Fyssas’ın ölümünden 7 yıl sonra, Covid-19 pandemisinin ortaya çıkışının yanında hala devletin ve sermayenin topluma karşı yoğunlaştırılmış saldırılarıyla yüzleşiyoruz. Toplumsal varlıkların yağmalanmasının bir sonraki adımları şunlardır: Emeğin değerinin düşmesi, toplumsal güvencenin ortadan kalkması, özelleştirmenin devamı, eğitim sisteminin yeniden yapılandırması ve sendikalist mücadelenin kriminalize edilmesi. Olağanüstü halin normalleştirilmesinden; toplumsal, sınıfsal hareketleri ve özellikle anarşist/anti otoriter, rejim karşıtlarının bastırılmasından; işgal evleri tahliyelerinden; alanların polisler tarafından işgal edilmesinden; mitinglerin yasaklanmasına ve mücadele eden insanlara karşı kullanılan toplumsal olaylara müdahale envanterinin geliştirilmesine varıncaya kadar türlü yöntemlerle gerçekleştirilmiştir. Göçmenlere karşı genişleyen savaştan, onların şeytanlaştırılmaya çalışılmasından ve kamusal alandan dışlanmalarından toplama kamplarına hapsedilmelerine; doğanın yağmalanmasına; dağların, nehirlerin, göllerin, denizlerin ve ormanların kâr adına talanına ve kapitalist makinelerin insan ve doğa üzerindeki tahakkümüne varıncaya kadar farklı yöntemlerle gerçekleştirildi.
Devletin baskısı onun bugünkü politikasının temel bileşenidir. Bu savaş ilanı, mücadele eden bütün insanlara karşıdır ve Yunanistan Devleti’nin on yıllardır devam eden teslimiyet dayatmasının, toplumsal ve sınıfsal direnişin zaptedilmesinin sistematik girişiminin bir parçasıdır. Ve bu girişim geçen yıllar boyunca kitlesel eylemlilikler, isyanlar, mücadeleler tarafından engellenmiştir.

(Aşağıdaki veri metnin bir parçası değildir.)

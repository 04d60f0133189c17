//! Local operator tooling for remote-unlock hosts: inspect volumes, unlock
//! from the console, resume the boot, and check configuration files.

use anyhow::{bail, Context, Result};
use clap::{Parser, Subcommand};
use log::warn;
use remote_unlock_core::{
    config::DEFAULT_CONFIG_PATH, count_locked, logging, unlock::apply_password,
    RemoteUnlockConfig, VolumeProvider, VolumeSet,
};
use remote_unlock_zfs::SystemZfsProvider;
use rpassword::prompt_password;
use schemars::schema_for;
use serde_json::to_string_pretty;
use std::path::{Path, PathBuf};
use zeroize::Zeroizing;

/// Top-level command-line options shared by every subcommand.
#[derive(Parser, Debug)]
#[command(
    name = "remote-unlock",
    version,
    about = "Operator tools for hosts waiting on encrypted ZFS volumes."
)]
struct Cli {
    /// Path to the remote-unlock configuration file.
    #[arg(short, long, default_value = DEFAULT_CONFIG_PATH)]
    config: PathBuf,

    #[command(subcommand)]
    command: Commands,
}

#[derive(Subcommand, Debug)]
enum Commands {
    /// List encryption roots and whether their keys are loaded.
    Status,

    /// Prompt for one password and try it on every locked volume.
    Unlock {
        /// Resume the boot when no locked volume remains afterwards.
        #[arg(long)]
        resume_boot: bool,
    },

    /// Kill the boot-time passphrase prompts so the boot carries on.
    ResumeBoot {
        /// Resume even if some volumes are still locked.
        #[arg(long)]
        force: bool,
    },

    /// Validate a configuration file or emit the config schema.
    Validate {
        /// Path to the configuration file to validate.
        #[arg(short = 'f', long, default_value = DEFAULT_CONFIG_PATH)]
        file: PathBuf,

        /// Output the JSON schema instead of validating a file.
        #[arg(long)]
        schema: bool,
    },
}

fn main() {
    if let Err(err) = run() {
        eprintln!("error: {err:#}");
        std::process::exit(1);
    }
}

fn run() -> Result<()> {
    logging::init("warn");
    let cli = Cli::parse();

    match cli.command {
        Commands::Status => {
            let provider = provider(&cli.config)?;
            let volumes = provider.list_volumes()?;
            print_volume_table(&volumes);
        }
        Commands::Unlock { resume_boot } => {
            let provider = provider(&cli.config)?;
            let before = provider.list_volumes()?;
            if count_locked(&before) == 0 {
                println!("All volumes are unlocked.");
            } else {
                let password = Zeroizing::new(prompt_password("Password: ")?);
                if password.is_empty() {
                    bail!("no password entered");
                }
                let unlocked = apply_password(&provider, &password)?;
                if unlocked == 0 {
                    bail!("invalid password");
                }
                println!("Unlocked {unlocked} volume(s).");
            }

            let remaining = count_locked(&provider.list_volumes()?);
            if remaining > 0 {
                println!("{remaining} volume(s) still locked.");
            } else if resume_boot {
                provider.resume_boot()?;
                println!("Boot resumed.");
            }
        }
        Commands::ResumeBoot { force } => {
            let provider = provider(&cli.config)?;
            let remaining = count_locked(&provider.list_volumes()?);
            if remaining > 0 {
                if !force {
                    bail!("{remaining} volume(s) still locked; pass --force to resume anyway");
                }
                warn!("resuming boot with {remaining} locked volume(s)");
            }
            provider.resume_boot()?;
            println!("Boot resumed.");
        }
        Commands::Validate { file, schema } => {
            if schema {
                let schema = schema_for!(RemoteUnlockConfig);
                println!("{}", to_string_pretty(&schema)?);
                return Ok(());
            }

            let cfg = RemoteUnlockConfig::load(&file)
                .with_context(|| format!("failed to load configuration from {}", file.display()))?;
            println!(
                "Configuration valid (listen {}, {} host key(s), {}).",
                cfg.server.listen,
                cfg.server.host_keys.len(),
                if cfg.server.authorized_keys.is_some() {
                    "public key auth"
                } else {
                    "no client auth"
                }
            );
        }
    }

    Ok(())
}

/// Load the config and build the ZFS provider it describes.
fn provider(config_path: &Path) -> Result<SystemZfsProvider> {
    let config = RemoteUnlockConfig::load(config_path).with_context(|| {
        format!(
            "failed to load configuration from {}",
            config_path.display()
        )
    })?;
    let provider = SystemZfsProvider::from_config(&config)?;
    provider.probe().context("zfs is not usable")?;
    Ok(provider)
}

fn print_volume_table(volumes: &VolumeSet) {
    if volumes.is_empty() {
        println!("No encrypted volumes found.");
        return;
    }
    println!("{:<40} STATUS", "VOLUME");
    for (name, state) in volumes {
        let status = if state.is_locked() { "locked" } else { "unlocked" };
        println!("{name:<40} {status}");
    }
}
use anyhow::{Context, Result};
use clap::Parser;
use log::{error, info};
use remote_unlock_core::{
    config::{RemoteUnlockConfig, DEFAULT_CONFIG_PATH},
    lifecycle, logging, shutdown,
};
use remote_unlock_zfs::SystemZfsProvider;
use std::path::PathBuf;
use std::sync::Arc;
use tokio::signal::unix::{signal, SignalKind};
use tokio::sync::mpsc;
use tokio_util::sync::CancellationToken;

mod ssh;

use ssh::{SshListener, SshSettings};

/// Serves the ZFS unlock prompt over SSH during early boot.
#[derive(Parser, Debug)]
#[command(name = "remote-unlock-daemon", version)]
struct Args {
    /// Path to the configuration file.
    #[arg(short, long, default_value = DEFAULT_CONFIG_PATH)]
    config: PathBuf,

    /// Override `server.listen`.
    #[arg(long)]
    listen: Option<String>,

    /// Override `server.host_keys`; repeat for several keys.
    #[arg(long = "host-key")]
    host_keys: Vec<PathBuf>,
}

#[tokio::main(flavor = "multi_thread")]
async fn main() {
    if let Err(err) = run().await {
        error!("daemon exit: {err:?}");
        std::process::exit(1);
    }
}

async fn run() -> Result<()> {
    logging::init("info");
    let args = Args::parse();

    let mut config = RemoteUnlockConfig::load(&args.config)
        .with_context(|| format!("load config {}", args.config.display()))?;
    if let Some(listen) = args.listen {
        config.server.listen = listen;
    }
    if !args.host_keys.is_empty() {
        config.server.host_keys = args.host_keys;
    }
    config.validate().context("validate config overrides")?;

    info!("remote-unlock daemon starting (config: {})", config.path.display());

    let provider = SystemZfsProvider::from_config(&config).context("initialise zfs provider")?;
    provider
        .probe()
        .context("zfs is not usable; is the kernel module loaded?")?;

    let settings = SshSettings::from_config(&config).context("load ssh keys")?;
    let listener = SshListener::bind(config.listen_addr()?, settings)
        .await
        .with_context(|| format!("bind {}", config.server.listen))?;

    let cancel = CancellationToken::new();
    let (triggers_tx, triggers) = mpsc::channel(4);
    forward_signals(triggers_tx).context("install signal handlers")?;
    let watcher = tokio::spawn(shutdown::escalate(triggers, cancel.clone(), || {
        std::process::exit(1)
    }));

    let result = lifecycle::run(cancel.clone(), Arc::new(provider), listener).await;
    watcher.abort();

    match result {
        Ok(()) => {
            info!("boot resumed; exiting");
            Ok(())
        }
        Err(err) if err.is_cancelled() => {
            info!("shutdown requested; exiting without resuming boot");
            Ok(())
        }
        Err(err) => Err(err).context("serve unlock sessions"),
    }
}

/// Feed SIGINT and SIGTERM into the shutdown watcher.
fn forward_signals(tx: mpsc::Sender<&'static str>) -> Result<()> {
    let mut interrupt = signal(SignalKind::interrupt())?;
    let mut terminate = signal(SignalKind::terminate())?;
    tokio::spawn(async move {
        loop {
            let name = tokio::select! {
                _ = interrupt.recv() => "SIGINT",
                _ = terminate.recv() => "SIGTERM",
            };
            if tx.send(name).await.is_err() {
                break;
            }
        }
    });
    Ok(())
}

Devlete ve kapitalist gaddarlığa, gücümüz olan dayanışmayla karşılık verelim. Toplumsal ve sınıfsal dayanışmayı yeniden canlandıralım. Devlet ve sermaye tarafından ortaya çıkarılan ve beslenilen savaşa, milliyetçiliğe ve faşizme karşı verilecek tek gerçek cevap toplumsal ve sınıfsal örgütlülüktür. Gelin, sistemin sömürüye ve baskıya karşı bir iyileştirme sunacağı hayaline kapılmayarak ve herhangi bir hükümetin faşizme karşı gerçek bir engel inşa edeceği fikrine inanmayarak enternasyonalizm ve dayanışmayla, ezilenlerle beraber mücadele edelim. Eşit, adaletli, dayanışma içinde olan bir toplum yaratmak için yerel güçler ve göçmenler, işçiler ve öğrenciler; gelin, beraber mücadele verelim.
Pavlos Fyssas’ın 18 Eylül 2013’te Atina Keratsini’deki katledilişini unutmuyoruz.
S. Luqman’ın Al Grigoropoulos’un, Zak Kostopoulos’un ve P. Zifle’nin katledildiğini unutmuyoruz.
Göçmenlere, işgal evcilere karşı, kolektif alanlara, anarşistlere ve anti faşistlere karşı yapılan sayısız kanlı saldırıları unutmuyoruz.